_PROMPT_
Repeat exactly the lines from the start of the records below through the line that contains "pub fn toggled(self)", including both.

(DATA SUPPLIED)

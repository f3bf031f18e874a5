//! The drum machine widget state and its handlers.
//!
//! [`DrumMachine`] owns the power flag, the volume setting, the display label
//! and one playable [`Clip`] per pad. Every input (pad click, key-down, power
//! switch, volume slider) ends up in one of its methods, which read the
//! current state at call time.

use std::collections::HashMap;
use std::convert::Infallible;
use std::fmt;

use crate::audio_engine::constants::{DEFAULT_VOLUME, VOLUME_MAX, VOLUME_MIN, VOLUME_STEP};
use crate::audio_engine::errors::EngineError;
use crate::sound_bank::{SOUND_BANK, SoundEntry, TriggerKey};

/// Text shown while powered on before any pad has been triggered.
pub const READY_MESSAGE: &str = "Drum Machine";

/// Text shown while powered off.
pub const POWER_OFF_MESSAGE: &str = "Power Off";

/// An owned, playable audio resource behind one pad.
pub trait Clip {
    /// Sets the volume used by the next playback.
    fn set_volume(&mut self, volume: f32);

    /// Starts playback from time zero, cutting off any playback in progress.
    fn play_from_start(&mut self) -> Result<(), EngineError>;
}

/// Global power flag.
#[derive(Debug, Clone, Copy, PartialEq, Eq)]
pub enum Power {
    On,
    Off,
}

impl Power {
    pub fn toggled(self) -> Self {
        match self {
            Power::On => Power::Off,
            Power::Off => Power::On,
        }
    }

    pub fn label(self) -> &'static str {
        match self {
            Power::On => "On",
            Power::Off => "Off",
        }
    }
}

/// A volume level, always within [0, 1] and on the 0.01 grid.
#[derive(Debug, Clone, Copy, PartialEq, PartialOrd)]
pub struct Volume(f32);

impl Volume {
    /// Clamps and quantizes `value`. Non-finite input yields `None`.
    pub fn new(value: f32) -> Option<Self> {
        if !value.is_finite() {
            return None;
        }
        // Divide by the step count rather than multiply by the step so that
        // e.g. 0.3 comes back as exactly 0.3.
        let steps_per_unit = (1.0 / VOLUME_STEP).round();
        let steps = (value.clamp(VOLUME_MIN, VOLUME_MAX) * steps_per_unit).round();
        Some(Self(steps / steps_per_unit))
    }

    pub fn get(self) -> f32 {
        self.0
    }

    /// Whole percent, as shown next to the slider.
    pub fn percent(self) -> u32 {
        (self.0 * 100.0).round() as u32
    }

    /// Moves by `steps` slider steps, saturating at the ends.
    pub fn nudged(self, steps: i32) -> Self {
        Self::new(self.0 + steps as f32 * VOLUME_STEP).unwrap_or(self)
    }
}

impl Default for Volume {
    fn default() -> Self {
        Self(DEFAULT_VOLUME)
    }
}

/// The label area's content.
#[derive(Debug, Clone, Copy, PartialEq, Eq)]
pub enum Display {
    Ready,
    PowerOff,
    Sound(&'static str),
}

impl Display {
    pub fn text(self) -> &'static str {
        match self {
            Display::Ready => READY_MESSAGE,
            Display::PowerOff => POWER_OFF_MESSAGE,
            Display::Sound(title) => title,
        }
    }
}

impl fmt::Display for Display {
    fn fmt(&self, f: &mut fmt::Formatter<'_>) -> fmt::Result {
        f.write_str(self.text())
    }
}

/// The drum machine: power, volume, display and the pads' clips.
pub struct DrumMachine<C> {
    power: Power,
    volume: Volume,
    display: Display,
    pads: HashMap<TriggerKey, C>,
}

impl<C: Clip> DrumMachine<C> {
    /// Builds a machine with one clip per sound entry, powered on at the default volume.
    pub fn from_fn(mut make_clip: impl FnMut(&'static SoundEntry) -> C) -> Self {
        match Self::try_from_fn(|entry| Ok::<_, Infallible>(make_clip(entry))) {
            Ok(machine) => machine,
            Err(never) => match never {},
        }
    }

    /// Like [`from_fn`](Self::from_fn), stopping at the first clip that cannot be created.
    pub fn try_from_fn<E>(
        mut make_clip: impl FnMut(&'static SoundEntry) -> Result<C, E>,
    ) -> Result<Self, E> {
        let mut pads = HashMap::with_capacity(SOUND_BANK.len());
        for entry in &SOUND_BANK {
            pads.insert(entry.key, make_clip(entry)?);
        }

        Ok(Self {
            power: Power::On,
            volume: Volume::default(),
            display: Display::Ready,
            pads,
        })
    }

    /// Trigger handler shared by pad clicks and key-downs.
    ///
    /// Returns true if the pad fired. While powered off this is a no-op.
    pub fn trigger(&mut self, key: TriggerKey) -> bool {
        if self.power == Power::Off {
            return false;
        }

        let Some(clip) = self.pads.get_mut(&key) else {
            return false;
        };

        let entry = key.entry();
        self.display = Display::Sound(entry.title);
        clip.set_volume(self.volume.get());
        if let Err(err) = clip.play_from_start() {
            log::warn!("Pad {key} ({}) failed to play: {err}", entry.id);
        }
        log::debug!("Triggered {key} ({}) at volume {:.2}", entry.id, self.volume.get());

        true
    }

    /// Keyboard binding: uppercases `c` and triggers the bound pad, if any.
    pub fn key_down(&mut self, c: char) -> Option<TriggerKey> {
        let key = TriggerKey::from_char(c)?;
        self.trigger(key);
        Some(key)
    }

    /// Flips the power flag and resets the display accordingly.
    pub fn toggle_power(&mut self) -> Power {
        self.power = self.power.toggled();
        self.display = match self.power {
            Power::On => Display::Ready,
            Power::Off => Display::PowerOff,
        };
        log::info!("Power {}", self.power.label());
        self.power
    }

    /// Volume slider input. Out-of-range values are clamped, non-finite ones ignored.
    pub fn set_volume(&mut self, value: f32) -> Volume {
        if let Some(volume) = Volume::new(value) {
            self.volume = volume;
        }
        self.volume
    }

    /// Moves the volume slider by `steps` steps of 0.01.
    pub fn nudge_volume(&mut self, steps: i32) -> Volume {
        self.volume = self.volume.nudged(steps);
        self.volume
    }

    pub fn power(&self) -> Power {
        self.power
    }

    pub fn is_on(&self) -> bool {
        self.power == Power::On
    }

    pub fn volume(&self) -> Volume {
        self.volume
    }

    pub fn display(&self) -> Display {
        self.display
    }

    /// Pads are interactive only while powered on.
    pub fn pads_enabled(&self) -> bool {
        self.is_on()
    }

    pub fn clip(&self, key: TriggerKey) -> Option<&C> {
        self.pads.get(&key)
    }
}

#[cfg(test)]
pub(crate) mod tests {
    use super::*;

    /// Records what the machine asked of a pad.
    #[derive(Debug, Default)]
    pub(crate) struct RecordingClip {
        pub volume: Option<f32>,
        pub plays: usize,
        /// Volume in effect at each playback start.
        pub played_at: Vec<f32>,
    }

    impl Clip for RecordingClip {
        fn set_volume(&mut self, volume: f32) {
            self.volume = Some(volume);
        }

        fn play_from_start(&mut self) -> Result<(), EngineError> {
            self.plays += 1;
            self.played_at.push(self.volume.unwrap_or(f32::NAN));
            Ok(())
        }
    }

    struct FailingClip;

    impl Clip for FailingClip {
        fn set_volume(&mut self, _volume: f32) {}

        fn play_from_start(&mut self) -> Result<(), EngineError> {
            Err(EngineError::NotRunning)
        }
    }

    pub(crate) fn machine() -> DrumMachine<RecordingClip> {
        DrumMachine::from_fn(|_| RecordingClip::default())
    }

    fn key(c: char) -> TriggerKey {
        TriggerKey::from_char(c).unwrap()
    }

    fn total_plays(machine: &DrumMachine<RecordingClip>) -> usize {
        SOUND_BANK
            .iter()
            .map(|e| machine.clip(e.key).unwrap().plays)
            .sum()
    }

    #[test]
    fn test_initial_state() {
        let machine = machine();
        assert_eq!(machine.power(), Power::On);
        assert_eq!(machine.volume().get(), DEFAULT_VOLUME);
        assert_eq!(machine.display().text(), READY_MESSAGE);
        assert!(machine.pads_enabled());
    }

    #[test]
    fn test_every_pad_shows_title_and_plays() {
        let mut machine = machine();
        for entry in &SOUND_BANK {
            assert!(machine.trigger(entry.key));
            assert_eq!(machine.display().text(), entry.title);

            let clip = machine.clip(entry.key).unwrap();
            assert_eq!(clip.plays, 1);
            assert_eq!(clip.volume, Some(DEFAULT_VOLUME));
        }
    }

    #[test]
    fn test_power_off_is_a_no_op() {
        let mut machine = machine();
        machine.toggle_power();

        for entry in &SOUND_BANK {
            assert!(!machine.trigger(entry.key));
            assert_eq!(machine.key_down(entry.key.as_char()), Some(entry.key));
        }

        assert_eq!(machine.display(), Display::PowerOff);
        assert_eq!(total_plays(&machine), 0);
        assert!(!machine.pads_enabled());
    }

    #[test]
    fn test_power_toggle_display() {
        let mut machine = machine();
        machine.trigger(key('D'));
        assert_eq!(machine.display().text(), "Open HH");

        assert_eq!(machine.toggle_power(), Power::Off);
        assert_eq!(machine.display().text(), POWER_OFF_MESSAGE);

        assert_eq!(machine.toggle_power(), Power::On);
        assert_eq!(machine.display().text(), READY_MESSAGE);
    }

    #[test]
    fn test_volume_applies_to_next_trigger() {
        let mut machine = machine();
        machine.set_volume(0.3);
        machine.trigger(key('X'));

        let clip = machine.clip(key('X')).unwrap();
        assert_eq!(clip.played_at, vec![0.3]);
    }

    #[test]
    fn test_volume_change_is_not_retroactive() {
        let mut machine = machine();
        machine.trigger(key('Z'));
        machine.set_volume(0.9);

        let clip = machine.clip(key('Z')).unwrap();
        assert_eq!(clip.played_at, vec![DEFAULT_VOLUME]);
        assert_eq!(clip.volume, Some(DEFAULT_VOLUME));
    }

    #[test]
    fn test_lowercase_key_triggers_same_pad() {
        let mut machine = machine();
        assert_eq!(machine.key_down('q'), Some(key('Q')));
        assert_eq!(machine.key_down('Q'), Some(key('Q')));

        assert_eq!(machine.clip(key('Q')).unwrap().plays, 2);
        assert_eq!(machine.display().text(), "Heater 1");
    }

    #[test]
    fn test_unbound_key_has_no_effect() {
        let mut machine = machine();
        for c in ['r', 'P', '5', ' ', 'm'] {
            assert_eq!(machine.key_down(c), None);
        }

        assert_eq!(machine.display(), Display::Ready);
        assert_eq!(total_plays(&machine), 0);
    }

    #[test]
    fn test_rapid_retrigger_restarts_each_time() {
        let mut machine = machine();
        for _ in 0..5 {
            machine.key_down('s');
        }
        assert_eq!(machine.clip(key('S')).unwrap().plays, 5);
    }

    #[test]
    fn test_volume_clamped_and_quantized() {
        let mut machine = machine();
        assert_eq!(machine.set_volume(1.7).get(), 1.0);
        assert_eq!(machine.set_volume(-0.2).get(), 0.0);
        assert!((machine.set_volume(0.333).get() - 0.33).abs() < 1e-6);

        let before = machine.volume();
        assert_eq!(machine.set_volume(f32::NAN), before);
        assert_eq!(machine.set_volume(f32::INFINITY), before);
    }

    #[test]
    fn test_nudge_volume() {
        let mut machine = machine();
        assert_eq!(machine.nudge_volume(1).percent(), 51);
        assert_eq!(machine.nudge_volume(-10).percent(), 41);
        assert_eq!(machine.nudge_volume(1000).get(), 1.0);
        assert_eq!(machine.nudge_volume(-1000).get(), 0.0);
    }

    #[test]
    fn test_playback_failure_still_updates_display() {
        let mut machine = DrumMachine::from_fn(|_| FailingClip);
        assert!(machine.trigger(key('E')));
        assert_eq!(machine.display().text(), "Heater 3");
    }

    #[test]
    fn test_try_from_fn_propagates_error() {
        let result =
            DrumMachine::<RecordingClip>::try_from_fn(|entry| match entry.key.as_char() {
                'A' => Err(entry.id),
                _ => Ok(RecordingClip::default()),
            });
        assert_eq!(result.err(), Some("heater_4"));
    }

    #[test]
    fn test_every_slider_step_is_exact() {
        let mut machine = machine();
        for k in 0..=100u8 {
            let value = f32::from(k) / 100.0;
            assert_eq!(machine.set_volume(value).get(), value);
        }
    }

    #[test]
    fn test_non_ascii_keys_are_ignored() {
        let mut machine = machine();
        for c in ['1', '\u{e9}', '\u{130}', '\u{131}'] {
            assert_eq!(machine.key_down(c), None);
        }
        assert_eq!(total_plays(&machine), 0);
        assert_eq!(machine.display().text(), READY_MESSAGE);
    }
}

(End DATA SUPPLIED)

_SOLVED EXERCISE_
repository f3bf031f18e874a5
//! The drum machine widget state and its handlers.
//!
//! [`DrumMachine`] owns the power flag, the volume setting, the display label
//! and one playable [`Clip`] per pad. Every input (pad click, key-down, power
//! switch, volume slider) ends up in one of its methods, which read the
//! current state at call time.

use std::collections::HashMap;
use std::convert::Infallible;
use std::fmt;

use crate::audio_engine::constants::{DEFAULT_VOLUME, VOLUME_MAX, VOLUME_MIN, VOLUME_STEP};
use crate::audio_engine::errors::EngineError;
use crate::sound_bank::{SOUND_BANK, SoundEntry, TriggerKey};

/// Text shown while powered on before any pad has been triggered.
pub const READY_MESSAGE: &str = "Drum Machine";

/// Text shown while powered off.
pub const POWER_OFF_MESSAGE: &str = "Power Off";

/// An owned, playable audio resource behind one pad.
pub trait Clip {
    /// Sets the volume used by the next playback.
    fn set_volume(&mut self, volume: f32);

    /// Starts playback from time zero, cutting off any playback in progress.
    fn play_from_start(&mut self) -> Result<(), EngineError>;
}

/// Global power flag.
#[derive(Debug, Clone, Copy, PartialEq, Eq)]
pub enum Power {
    On,
    Off,
}

impl Power {
    pub fn toggled(self) -> Self {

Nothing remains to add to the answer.